问题
While making a list of prime numbers, one needs to check if a number is divisible by any prime equal to or smaller than its square root. However, instead of checking every time whether a prime number is more than square root of number being checked (as done on this page: Optimize prime number finder and cpu speed checker in R ), it will be useful if one can know its position in the list. Is there any relation or equation between a number and the position of smallest prime larger than its square root in a list of prime numbers. Following code (in R) and graph shows that there may be a relation:
pnum_sqrtpos_plot = function(){
p_nums = c(2L,3L)
counter = 3L
sqrtcounter=1L
sqrtposlist = c(1L,1L)
countchecker=10000
while (counter<200000){
isPRIME = FALSE
counter = counter +2L
sqrtcounter = sqrt(counter)
for(n in p_nums) {
if(n > sqrtcounter){ isPRIME=TRUE; break; }
if(counter %% n == 0){ isPRIME = FALSE; break;}
}
if(isPRIME) { p_nums[length(p_nums)+1]=counter
sqrtpos = which(p_nums>sqrt(counter))[1]
sqrtposlist[length(sqrtposlist)+1] = sqrtpos
}
if(counter > countchecker) {cat("Numbers checked: ",counter,"\n");
counterchecker = countchecker+10000;
}
}
plot(p_nums, sqrtposlist
, main="Relation between number & \nposition of smallest prime larger than its square root in list of primes"

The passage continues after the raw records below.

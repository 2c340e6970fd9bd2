//! The command orchestrator: the only writer to the view state.

mod deletion;
mod edit;
mod listing;
mod navigation;

use std::sync::Arc;

use caravel_core::{sort_items, Footer, FooterKind, SortMode};
use caravel_rpc::{RpcClient, RpcError};

use crate::constants::FOOTER_CLEAR_DELAY;
use crate::footer::FooterTimer;
use crate::gate::ListingGate;
use crate::state::{Notice, StateHandle};

/// Sequences backend calls against the shared view state.
///
/// Every UI action lands here, either as a direct method call or through
/// [`Command`](crate::Command) dispatch. Entry points report backend
/// failures to the footer before returning the error, so a caller that
/// ignores the `Result` still leaves the process in a consistent,
/// user-visible state.
pub struct Orchestrator {
    state: Arc<StateHandle>,
    client: RpcClient,
    gate: ListingGate,
    footer_timer: FooterTimer,
}

impl Orchestrator {
    /// Create an orchestrator over a state handle and a backend client.
    pub fn new(state: Arc<StateHandle>, client: RpcClient) -> Self {
        Self {
            state,
            client,
            gate: ListingGate::new(),
            footer_timer: FooterTimer::new(FOOTER_CLEAR_DELAY),
        }
    }

    /// The shared state this orchestrator writes to.
    pub fn state(&self) -> &Arc<StateHandle> {
        &self.state
    }

    /// Show a footer message and re-arm the auto-clear countdown.
    pub fn footer_text(&self, text: impl Into<String>, kind: FooterKind) {
        let footer = Footer::new(text, kind);
        self.state.update(|s| s.footer = footer.clone());
        self.state.publish(Notice::FooterChanged(footer));
        self.footer_timer.rearm(Arc::clone(&self.state));
    }

    /// Change the sort key and re-sort the displayed listing in place.
    pub fn set_sort(&self, mode: SortMode, reversed: bool) {
        self.state.update(|s| {
            s.sort_mode = mode;
            s.sort_reversed = reversed;
            sort_items(&mut s.items, mode, reversed);
        });
        self.state.publish(Notice::ItemsChanged);
    }

    /// Add a path to the selection.
    pub fn select(&self, path: impl Into<String>) {
        self.state.update(|s| {
            s.selected.insert(path.into());
        });
    }

    /// Remove a path from the selection.
    pub fn deselect(&self, path: &str) {
        self.state.update(|s| {
            s.selected.remove(path);
        });
    }

    /// Drop the whole selection.
    pub fn clear_selection(&self) {
        self.state.update(|s| s.selected.clear());
        self.state.publish(Notice::SelectionCleared);
    }

    /// Rebuild the quick-access shortcuts from the user's home directory
    /// and the mounted disks.
    pub async fn load_quick_access(&self) -> Result<(), RpcError> {
        let result = self.fetch_quick_access().await;
        if let Err(ref err) = result {
            self.report("quick_access", err);
        }
        result
    }

    async fn fetch_quick_access(&self) -> Result<(), RpcError> {
        let home = self.client.home().await?;
        let mut entries = vec![self.client.get_path_info(&home).await?];

        for disk in self.client.disks_info().await? {
            entries.push(self.client.get_path_info(&disk.path).await?);
        }

        self.state.update(|s| s.quick_access = entries);
        self.state.publish(Notice::QuickAccessChanged);
        Ok(())
    }

    /// Surface a failed backend call in the footer.
    fn report(&self, operation: &str, err: &RpcError) {
        tracing::warn!(operation, error = %err, "backend call failed");
        self.footer_text(format!("{operation}: {err}"), FooterKind::Error);
    }
}
//! History cursor movement and directory changes.

use caravel_rpc::RpcError;

use crate::state::Notice;

use super::Orchestrator;

impl Orchestrator {
    /// Visit a directory from the current position, recording it in the
    /// history, then reload.
    pub async fn navigate_to(&self, path: impl Into<String>) -> Result<(), RpcError> {
        let path = path.into();
        self.state.update(|s| {
            s.history.append(path.clone());
            s.current_directory = path.clone();
        });
        self.state.publish(Notice::DirectoryChanged(path));
        self.state.publish(Notice::HistoryChanged);

        self.reload().await
    }

    /// Cold navigation (address-bar entry): replace the history with every
    /// prefix of the path, then reload.
    pub async fn set_path(&self, path: &str) -> Result<(), RpcError> {
        self.state.update(|s| {
            s.history.set_path(path);
            s.current_directory = path.to_string();
        });
        self.state.publish(Notice::DirectoryChanged(path.to_string()));
        self.state.publish(Notice::HistoryChanged);

        self.reload().await
    }

    /// Step back in the history. Silently ignored at the start.
    pub async fn back(&self) -> Result<(), RpcError> {
        let target = self.state.update(|s| {
            let target = s.history.back().map(str::to_string);
            if let Some(path) = &target {
                s.current_directory = path.clone();
            }
            target
        });

        match target {
            Some(path) => {
                self.state.publish(Notice::DirectoryChanged(path));
                self.state.publish(Notice::HistoryChanged);
                self.reload().await
            }
            None => Ok(()),
        }
    }

    /// Step forward in the history. Silently ignored at the end.
    pub async fn forward(&self) -> Result<(), RpcError> {
        let target = self.state.update(|s| {
            let target = s.history.forward().map(str::to_string);
            if let Some(path) = &target {
                s.current_directory = path.clone();
            }
            target
        });

        match target {
            Some(path) => {
                self.state.publish(Notice::DirectoryChanged(path));
                self.state.publish(Notice::HistoryChanged);
                self.reload().await
            }
            None => Ok(()),
        }
    }
}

, xlab="Number", ylab="Position in list of prime numbers")
}
What could be the relation / equation? Thanks for your help.
回答1:
In the example code you point to, you are building up a list of prime numbers in ascending order and at each point you check a number for primality by testing divisibility by each number in the list up to the square root of the number being tested.

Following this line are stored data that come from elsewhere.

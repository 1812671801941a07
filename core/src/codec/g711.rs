//! G.711 (PCMA/PCMU): no config handshake — a track is ready as soon as the
//! codec is known, since there is one byte per sample and no side
//! information to derive (RFC 3551 §4.5.14).

/// G.711 is always ready: there is no config frame for this codec.
pub const READY_WITHOUT_CONFIG: bool = true;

If you have a list of numbers in ascending order of length n you can search this list to find the largest number smaller than sqrt(target) in time logarithmic in the length of the list using binary chop, which is faster than searching through the list one at a time.

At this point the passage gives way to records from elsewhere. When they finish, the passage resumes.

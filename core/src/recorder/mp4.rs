//! MP4 recorder: contiguous on-disk MP4
//! files segmented by wall-clock duration, rotated at keyframes when video
//! is present (or at the duration mark for audio-only streams).
//!
//! Actual box writing is an external collaborator ([`Mp4FileWriter`]); this
//! module owns file lifecycle: temp-dotfile naming, atomic rename, deleting
//! runt files, backgrounding the moov fix-up so the hot frame path never
//! blocks on disk, and the `record-mp4` broadcast once a segment lands.

use std::path::PathBuf;
use std::time::{Duration, Instant};

use bytes::{BufMut, Bytes, BytesMut};
use log::{error, info, warn};
use tokio::sync::broadcast;

use crate::config::RecordConfig;
use crate::error::Error;
use crate::frame::{Codec, Frame};
use crate::url::StreamKey;

/// Below this size a closed segment is considered a runt (e.g. the
/// producer stopped moments after rotation) and is deleted rather than
/// published.
const MIN_SEGMENT_BYTES: u64 = 1024;

/// External MP4 box writer. `close` performs the moov index fix-up and is
/// always run on a background blocking task.
pub trait Mp4FileWriter: Send + 'static {
    fn write_sample(&mut self, frame: &Frame, is_video: bool) -> Result<(), Error>;
    /// Finalizes the file at `path` (already fully written) and returns
    /// its final byte size.
    fn close(&mut self, path: &std::path::Path) -> Result<u64, Error>;
}

/// Concatenates H.26x frames sharing a DTS into one sample (4-byte length
/// prefixes), mirroring [`crate::mux::rtmp::RtmpMuxer`]'s NAL grouping.
#[derive(Default)]
struct SampleGroup {
    dts: u32,
    is_video: bool,
    key_frame: bool,
    nals: Vec<Bytes>,
}

fn concat_nals(nals: &[Bytes]) -> Bytes {
    let len: usize = nals.iter().map(|n| 4 + n.len()).sum();
    let mut buf = BytesMut::with_capacity(len);
    for n in nals {
        buf.put_u32(n.len() as u32);
        buf.put_slice(n);
    }
    buf.freeze()
}

#[derive(Debug, Clone)]
pub struct RecordInfo {
    pub key: StreamKey,
    pub filename: String,
    pub size_bytes: u64,
    pub duration_ms: u64,
    pub start_time: std::time::SystemTime,
    pub virtual_path: String,
}

pub struct Mp4Recorder {
    key: StreamKey,
    config: RecordConfig,
    writer_factory: Box<dyn Fn() -> Box<dyn Mp4FileWriter> + Send + Sync>,
    writer: Option<Box<dyn Mp4FileWriter>>,
    has_video: bool,
    temp_path: Option<PathBuf>,
    final_path: Option<PathBuf>,
    virtual_path: Option<String>,
    segment_started: Option<Instant>,
    segment_wall_started: Option<std::time::SystemTime>,
    group: Option<SampleGroup>,
    events: broadcast::Sender<RecordInfo>,
}

impl Mp4Recorder {
    pub fn new(key: StreamKey, config: RecordConfig, writer_factory: Box<dyn Fn() -> Box<dyn Mp4FileWriter> + Send + Sync>) -> Self {
        let (events, _rx) = broadcast::channel(32);
        Mp4Recorder {
            key,
            config,
            writer_factory,
            writer: None,
            has_video: false,
            temp_path: None,
            final_path: None,
            virtual_path: None,
            segment_started: None,
            segment_wall_started: None,
            group: None,
            events,
        }
    }

    pub fn subscribe(&self) -> broadcast::Receiver<RecordInfo> {
        self.events.subscribe()
    }

    fn path_for_now(&self, now: std::time::SystemTime) -> (PathBuf, PathBuf, String) {
        let tm = time::at(time::Timespec::new(
            now.duration_since(std::time::UNIX_EPOCH).map(|d| d.as_secs() as i64).unwrap_or(0),
            0,
        ));
        let date = tm.strftime("%Y-%m-%d").map(|f| f.to_string()).unwrap_or_else(|_| "unknown-date".to_string());
        let clock = tm.strftime("%H-%M-%S").map(|f| f.to_string()).unwrap_or_else(|_| "unknown-time".to_string());
        let dir = PathBuf::from(&self.config.record_path).join(&self.key.vhost).join(&self.key.app).join(&self.key.stream_id).join(&date);
        let filename = format!("{}.mp4", clock);
        let final_path = dir.join(&filename);
        let temp_path = dir.join(format!(".{}", filename));
        let virtual_path = format!("{}/{}/{}/{}/{}", self.key.vhost, self.key.app, self.key.stream_id, date, filename);
        (temp_path, final_path, virtual_path)
    }

    fn start_segment(&mut self) {
        let now = std::time::SystemTime::now();
        let (temp, final_path, vpath) = self.path_for_now(now);
        self.writer = Some((self.writer_factory)());
        self.temp_path = Some(temp);
        self.final_path = Some(final_path);
        self.virtual_path = Some(vpath);
        self.segment_started = Some(Instant::now());
        self.segment_wall_started = Some(now);
    }

    fn should_rotate(&self, frame: &Frame) -> bool {
        let Some(started) = self.segment_started else { return false };
        let elapsed = started.elapsed() >= Duration::from_secs(self.config.file_second);
        if self.has_video {
            elapsed && frame.codec.is_video() && frame.key_frame
        } else {
            elapsed
        }
    }

    /// Flushes any buffered same-DTS group to the writer.
    fn flush_group(&mut self) -> Result<(), Error> {
        let Some(group) = self.group.take() else { return Ok(()) };
        let sample = if group.nals.len() > 1 { concat_nals(&group.nals) } else { group.nals[0].clone() };
        let frame = Frame::new(Codec::H264, group.dts, group.dts, sample, 0, group.key_frame, false);
        if let Some(w) = &mut self.writer {
            w.write_sample(&frame, group.is_video)?;
        }
        Ok(())
    }

    pub fn input_frame(&mut self, frame: &Frame) -> Result<(), Error> {
        if frame.codec.is_video() {
            self.has_video = true;
        }
        if self.writer.is_none() {
            self.start_segment();
        } else if self.should_rotate(frame) {
            self.flush_group()?;
            self.rotate();
        }

        match &mut self.group {
            Some(g) if g.dts == frame.dts && g.is_video == frame.codec.is_video() => {
                g.nals.push(frame.payload());
                g.key_frame = g.key_frame || frame.key_frame;
            }
            _ => {
                self.flush_group()?;
                self.group = Some(SampleGroup {
                    dts: frame.dts,
                    is_video: frame.codec.is_video(),
                    key_frame: frame.key_frame,
                    nals: vec![frame.payload()],
                });
            }
        }
        Ok(())
    }

    /// Closes the current segment and starts a fresh one, finalizing the
    /// old file on a background blocking task so the hot path never waits
    /// on disk I/O.
    fn rotate(&mut self) {
        self.close_current_segment();
        self.start_segment();
    }

    fn close_current_segment(&mut self) {
        let Some(mut writer) = self.writer.take() else { return };
        let Some(temp_path) = self.temp_path.take() else { return };
        let Some(final_path) = self.final_path.take() else { return };
        let vpath = self.virtual_path.take().unwrap_or_default();
        let duration_ms = self.segment_started.take().map(|t| t.elapsed().as_millis() as u64).unwrap_or(0);
        let start_time = self.segment_wall_started.take().unwrap_or_else(std::time::SystemTime::now);
        let key = self.key.clone();
        let events = self.events.clone();

        tokio::task::spawn_blocking(move || {
            let size = match writer.close(&temp_path) {
                Ok(s) => s,
                Err(e) => {
                    error!("mp4 recorder: failed to finalize {:?}: {}", temp_path, e);
                    let _ = std::fs::remove_file(&temp_path);
                    return;
                }
            };
            if size < MIN_SEGMENT_BYTES {
                warn!("mp4 recorder: discarding runt segment {:?} ({} bytes)", temp_path, size);
                let _ = std::fs::remove_file(&temp_path);
                return;
            }
            if let Err(e) = std::fs::rename(&temp_path, &final_path) {
                error!("mp4 recorder: failed to rename {:?} -> {:?}: {}", temp_path, final_path, e);
                return;
            }
            info!("mp4 recorder: closed {:?} ({} bytes, {} ms)", final_path, size, duration_ms);
            let _ = events.send(RecordInfo {
                key,
                filename: final_path.file_name().map(|f| f.to_string_lossy().into_owned()).unwrap_or_default(),
                size_bytes: size,
                duration_ms,
                start_time,
                virtual_path: vpath,
            });
        });
    }

    /// Stops recording: finalizes whatever segment is open. Matches
    /// `setup_record(Mp4, false, ..)` on the fan-out.
    pub fn stop(&mut self) {
        let _ = self.flush_group();
        self.close_current_segment();
    }
}

#[cfg(test)]
mod tests {
    use super::*;
    use crate::url::Schema;
    use bytes::Bytes as B;
    use std::sync::{Arc, Mutex};

    struct FakeWriter {
        samples: Arc<Mutex<Vec<Bytes>>>,
    }
    impl Mp4FileWriter for FakeWriter {
        fn write_sample(&mut self, frame: &Frame, _is_video: bool) -> Result<(), Error> {
            self.samples.lock().unwrap().push(frame.data.clone());
            Ok(())
        }
        fn close(&mut self, _path: &std::path::Path) -> Result<u64, Error> {
            Ok(2048)
        }
    }

    fn recorder(dir: &std::path::Path) -> Mp4Recorder {
        let config = RecordConfig { record_path: dir.to_string_lossy().into_owned(), file_second: 3600, ..RecordConfig::default() };
        let key = StreamKey::new(Schema::Rtmp, "__defaultVhost__", "record", "cam1");
        Mp4Recorder::new(key, config, Box::new(|| Box::new(FakeWriter { samples: Arc::new(Mutex::new(Vec::new())) })))
    }

    #[test]
    fn first_frame_opens_a_segment() {
        let dir = tempdir();
        let mut rec = recorder(&dir);
        let frame = Frame::new(Codec::H264, 0, 0, B::from_static(&[1, 2, 3]), 0, true, false);
        rec.input_frame(&frame).unwrap();
        assert!(rec.writer.is_some());
        assert!(rec.temp_path.as_ref().unwrap().file_name().unwrap().to_string_lossy().starts_with('.'));
    }

    #[test]
    fn same_dts_frames_group_into_one_sample() {
        let dir = tempdir();
        let mut rec = recorder(&dir);
        let a = Frame::new(Codec::H264, 0, 0, B::from_static(&[1]), 0, false, true);
        let b = Frame::new(Codec::H264, 0, 0, B::from_static(&[2]), 0, true, false);
        rec.input_frame(&a).unwrap();
        rec.input_frame(&b).unwrap();
        assert_eq!(rec.group.as_ref().unwrap().nals.len(), 2);
    }

    fn tempdir() -> PathBuf {
        let dir = std::env::temp_dir().join(format!("mp4rec-test-{}", std::process::id()));
        let _ = std::fs::remove_dir_all(&dir);
        dir
    }
}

In fact you can do better than this because you are looking for new primes in ascending order. If you remember the position of the largest number smaller than sqrt(target) for the previous number, you can search forward from here when dealing with the next number - so for each number you usually only have to check that you don't need to change the largest test divisor to check, and a small proportion of the time you have to move it by one position.
(These are all interesting little tweaks, but I doubt if they will speed up your code by any noticeable amount. I note that there is a profiler at http://stat.ethz.ch/R-manual/R-devel/library/utils/html/Rprof.html which you can use to see where your R program is spending its time. When optimising code it is usually worth while running such profilers, because humans are very bad at guessing what is expensive and what is not, and there is no point doubling the speed of code that is only consuming 1% of the total time).